Atividade física combate hipertensão e aumenta resistência ao esforço em transplantados cardíacos

29 de julho de 2020

André Julião | Agência FAPESP – A hipertensão arterial é muito comum entre pacientes que passaram por um transplante de coração, ocorrendo em até 95% dos casos após os primeiros cinco anos de cirurgia. De acordo com um estudo conduzido na Universidade Estadual Paulista (Unesp) e na Universidade de São Paulo (USP), a prática regular de exercícios físicos pode ser uma forma de amenizar o problema.

O estudo, apoiado pela FAPESP e publicado no European Journal of Preventive Cardiology, mostrou que a atividade física não apenas reduz a pressão arterial como aumenta a capacidade cardiorrespiratória de pessoas transplantadas.

A melhora foi ainda mais significativa em pessoas com evidências de reinervação do músculo cardíaco, ou seja, aquelas cujos nervos voltaram a crescer em volta do novo órgão transplantado.

“Durante a cirurgia, os nervos que fazem o controle dos batimentos cardíacos são cortados para a retirada do coração doente. Há indivíduos que apresentam boa reinervação do órgão transplantado após a cirurgia, principalmente durante o primeiro ano. Outros nem tanto, podendo até não apresentar nenhum sinal de reinervação”, explica Emmanuel Gomes Ciolac, professor da Faculdade de Ciências da Unesp, em Bauru, e coordenador do estudo.
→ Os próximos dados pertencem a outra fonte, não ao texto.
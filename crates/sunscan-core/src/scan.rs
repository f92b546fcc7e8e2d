//! Scan orchestration: metadata and balance flows.
//!
//! The orchestrator drives the call engine over sequences supplied by a
//! [`SourceReader`] and routes every outcome to a [`StorageSink`]. Each
//! item is isolated: one bad contract or `(account, contract)` pair never
//! aborts the batch. Only a sink failure does, which is a documented
//! limitation rather than masked.

use std::collections::HashMap;
use std::sync::Arc;

use ethereum_types::U256;
use thiserror::Error;
use time::OffsetDateTime;
use tokio::sync::Semaphore;
use tokio::task::{Id as TaskId, JoinError, JoinSet};

use crate::abi::{self, CallArg};
use crate::address::TronAddress;
use crate::error::{ErrorKind, RpcError};
use crate::rpc::RpcClient;

/// The burn ("black hole") address, excluded from the balance scan.
pub const BLACK_HOLE_ADDRESS: &str = "T9yD14Nj9j7xAB4dbGeiX9h8unkKHxuWwb";

/// Highest decimals value accepted for a token.
const MAX_DECIMALS: u64 = 18;

/// Failure raised by a source reader or storage sink.
#[derive(Debug, Error)]
#[error("storage error: {0}")]
pub struct StoreError(pub String);

/// Sanitized token metadata, persisted only when decimals is valid.
#[derive(Debug, Clone, PartialEq, Eq)]
pub struct TokenMetadata {
    pub contract: String,
    pub decimals: u8,
    pub symbol: Option<String>,
    pub name: Option<String>,
}

/// One successful `balanceOf` result.
#[derive(Debug, Clone, PartialEq, Eq)]
pub struct BalanceRecord {
    pub account: String,
    pub contract: String,
    pub balance_hex: String,
    pub balance: U256,
}

/// A per-item failure routed to the sink instead of aborting the batch.
#[derive(Debug, Clone, PartialEq, Eq)]
pub struct ErrorRecord {
    pub contract: String,
    pub account: Option<String>,
    pub reason: String,
    pub at: OffsetDateTime,
}

impl ErrorRecord {
    fn new(contract: &str, account: Option<&str>, reason: impl Into<String>) -> Self {
        Self {
            contract: contract.to_string(),
            account: account.map(str::to_string),
            reason: reason.into(),
            at: OffsetDateTime::now_utc(),
        }
    }
}

/// Finite, restartable address sequences the scans iterate over.
pub trait SourceReader: Send + Sync {
    fn contracts(&self) -> Result<Vec<String>, StoreError>;
    fn accounts(&self) -> Result<Vec<String>, StoreError>;
    fn contracts_for_account(&self, account: &str) -> Result<Vec<String>, StoreError>;
}

/// Fire-and-forget row inserts; at-least-once, no dedup guaranteed here.
pub trait StorageSink: Send + Sync {
    fn has_metadata(&self, contract: &str) -> Result<bool, StoreError>;
    fn insert_metadata(&self, row: &TokenMetadata) -> Result<(), StoreError>;
    fn insert_balance(&self, row: &BalanceRecord) -> Result<(), StoreError>;
    fn insert_error(&self, row: &ErrorRecord) -> Result<(), StoreError>;
}

/// Outcome counts for one metadata scan.
#[derive(Debug, Clone, Copy, Default, PartialEq, Eq, serde::Serialize)]
pub struct MetadataScanReport {
    pub scanned: usize,
    pub written: usize,
    /// Already materialized; skipped for idempotent resume.
    pub already_present: usize,
    /// Discarded whole because decimals fell outside [0, 18].
    pub invalid: usize,
    pub failed: usize,
}

/// Outcome counts for one balance scan.
#[derive(Debug, Clone, Copy, Default, PartialEq, Eq, serde::Serialize)]
pub struct BalanceScanReport {
    pub accounts: usize,
    pub pairs: usize,
    pub balances_written: usize,
    pub errors_recorded: usize,
}

enum PairOutcome {
    Balance(BalanceRecord),
    Failed(ErrorRecord),
}

/// Drives the two scan flows over a reader/sink pair.
#[derive(Clone)]
pub struct Scanner {
    rpc: RpcClient,
    concurrency: usize,
}

impl Scanner {
    pub fn new(rpc: RpcClient) -> Self {
        Self {
            rpc,
            concurrency: 1,
        }
    }

    /// Size of the balance-scan worker pool. 1 means strictly sequential.
    pub fn with_concurrency(mut self, concurrency: usize) -> Self {
        self.concurrency = concurrency.max(1);
        self
    }

    /// Fetch and persist metadata for every contract not yet materialized.
    ///
    /// The three calls per contract run sequentially: symbol and name are
    /// only worth fetching once decimals validated.
    pub async fn scan_metadata(
        &self,
        reader: Arc<dyn SourceReader>,
        sink: Arc<dyn StorageSink>,
    ) -> Result<MetadataScanReport, StoreError> {
        let mut report = MetadataScanReport::default();

        for contract in reader.contracts()? {
            report.scanned += 1;
            if sink.has_metadata(&contract)? {
                report.already_present += 1;
                continue;
            }

            tracing::info!(contract = %contract, "fetching token metadata");
            match self.fetch_metadata(&contract).await {
                Ok(Some(row)) => {
                    tracing::info!(
                        contract = %contract,
                        symbol = row.symbol.as_deref().unwrap_or(""),
                        decimals = row.decimals,
                        "token metadata written"
                    );
                    sink.insert_metadata(&row)?;
                    report.written += 1;
                }
                Ok(None) => {
                    tracing::warn!(contract = %contract, "invalid decimals, item discarded");
                    report.invalid += 1;
                }
                Err(err) => {
                    tracing::warn!(contract = %contract, error = %err, "metadata fetch failed");
                    report.failed += 1;
                }
            }
        }

        Ok(report)
    }

    /// `Ok(None)` means decimals was out of range and the whole item is
    /// discarded with no partial write.
    async fn fetch_metadata(&self, contract: &str) -> Result<Option<TokenMetadata>, RpcError> {
        let address: TronAddress = contract.parse()?;

        let decimals_hex = self.rpc.call(&address, "decimals()", &[]).await?;
        let decimals = abi::decode_uint256(&decimals_hex)
            .map_err(|e| RpcError::client(format!("bad decimals payload: {e}")))?;
        if decimals > U256::from(MAX_DECIMALS) {
            return Ok(None);
        }

        let symbol_hex = self.rpc.call(&address, "symbol()", &[]).await?;
        let name_hex = self.rpc.call(&address, "name()", &[]).await?;

        Ok(Some(TokenMetadata {
            contract: contract.to_string(),
            decimals: decimals.as_u64() as u8,
            symbol: abi::decode_text_field(&symbol_hex),
            name: abi::decode_text_field(&name_hex),
        }))
    }

    /// Fetch `balanceOf` for every `(account, contract)` pair, bounded by
    /// the configured worker-pool size. A slow pair occupies one slot
    /// through its retries but never blocks unrelated pairs beyond that.
    pub async fn scan_balances(
        &self,
        reader: Arc<dyn SourceReader>,
        sink: Arc<dyn StorageSink>,
    ) -> Result<BalanceScanReport, StoreError> {
        let mut report = BalanceScanReport::default();
        let semaphore = Arc::new(Semaphore::new(self.concurrency));
        let mut workers: JoinSet<PairOutcome> = JoinSet::new();
        // Tracks which pair each live worker carries, so a panicked worker
        // still gets an error row under its own identity.
        let mut in_flight: HashMap<TaskId, (String, String)> = HashMap::new();

        for account in reader.accounts()? {
            if account == BLACK_HOLE_ADDRESS {
                continue;
            }
            report.accounts += 1;

            for contract in reader.contracts_for_account(&account)? {
                report.pairs += 1;
                let permit = semaphore
                    .clone()
                    .acquire_owned()
                    .await
                    .map_err(|_| StoreError(String::from("worker pool closed")))?;

                // Drain finished pairs before admitting the next one.
                while let Some(joined) = workers.try_join_next_with_id() {
                    route_outcome(sink.as_ref(), joined, &mut in_flight, &mut report)?;
                }

                let rpc = self.rpc.clone();
                let task_account = account.clone();
                let task_contract = contract.clone();
                let handle = workers.spawn(async move {
                    let _permit = permit;
                    process_pair(&rpc, &task_account, &task_contract).await
                });
                in_flight.insert(handle.id(), (account.clone(), contract));
            }
        }

        while let Some(joined) = workers.join_next_with_id().await {
            route_outcome(sink.as_ref(), joined, &mut in_flight, &mut report)?;
        }

        Ok(report)
    }
}

async fn process_pair(rpc: &RpcClient, account: &str, contract: &str) -> PairOutcome {
    match fetch_balance(rpc, account, contract).await {
        Ok(row) => PairOutcome::Balance(row),
        Err(err) if err.kind() == ErrorKind::NoResult => {
            tracing::warn!(account, contract, "zero balance");
            PairOutcome::Failed(ErrorRecord::new(contract, Some(account), "zero balance"))
        }
        Err(err) => {
            tracing::warn!(account, contract, error = %err, "balance fetch failed");
            PairOutcome::Failed(ErrorRecord::new(contract, Some(account), err.message()))
        }
    }
}

async fn fetch_balance(
    rpc: &RpcClient,
    account: &str,
    contract: &str,
) -> Result<BalanceRecord, RpcError> {
    let contract_address: TronAddress = contract.parse()?;
    let account_address: TronAddress = account.parse()?;

    let balance_hex = rpc
        .call(
            &contract_address,
            "balanceOf(address)",
            &[CallArg::Address(account_address)],
        )
        .await?;
    // A payload that decodes to zero is a genuine zero balance; only an
    // absent result (NoResult above) maps to the "zero balance" error row.
    let balance = abi::decode_uint256(&balance_hex)
        .map_err(|e| RpcError::client(format!("bad balance payload: {e}")))?;

    Ok(BalanceRecord {
        account: account.to_string(),
        contract: contract.to_string(),
        balance_hex,
        balance,
    })
}

fn route_outcome(
    sink: &dyn StorageSink,
    joined: Result<(TaskId, PairOutcome), JoinError>,
    in_flight: &mut HashMap<TaskId, (String, String)>,
    report: &mut BalanceScanReport,
) -> Result<(), StoreError> {
    match joined {
        Ok((id, PairOutcome::Balance(row))) => {
            in_flight.remove(&id);
            sink.insert_balance(&row)?;
            report.balances_written += 1;
        }
        Ok((id, PairOutcome::Failed(row))) => {
            in_flight.remove(&id);
            sink.insert_error(&row)?;
            report.errors_recorded += 1;
        }
        Err(join_error) => {
            // A panicked worker still owes its pair an error row.
            if let Some((account, contract)) = in_flight.remove(&join_error.id()) {
                tracing::error!(account, contract, error = %join_error, "balance worker panicked");
                sink.insert_error(&ErrorRecord::new(
                    &contract,
                    Some(&account),
                    "balance worker panicked",
                ))?;
                report.errors_recorded += 1;
            }
        }
    }
    Ok(())
}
Segundo o pesquisador, mesmo tendo uma boa recuperação e melhora da qualidade de vida, boa parte dos pacientes operados apresenta alterações nos batimentos cardíacos, que ficam mais elevados no repouso e respondem mais lentamente ao esforço físico. “Esse prejuízo da inervação cardíaca, em conjunto com o uso de medicamentos para evitar a rejeição do órgão transplantado, está associado a um maior risco de desenvolver hipertensão arterial”, conta.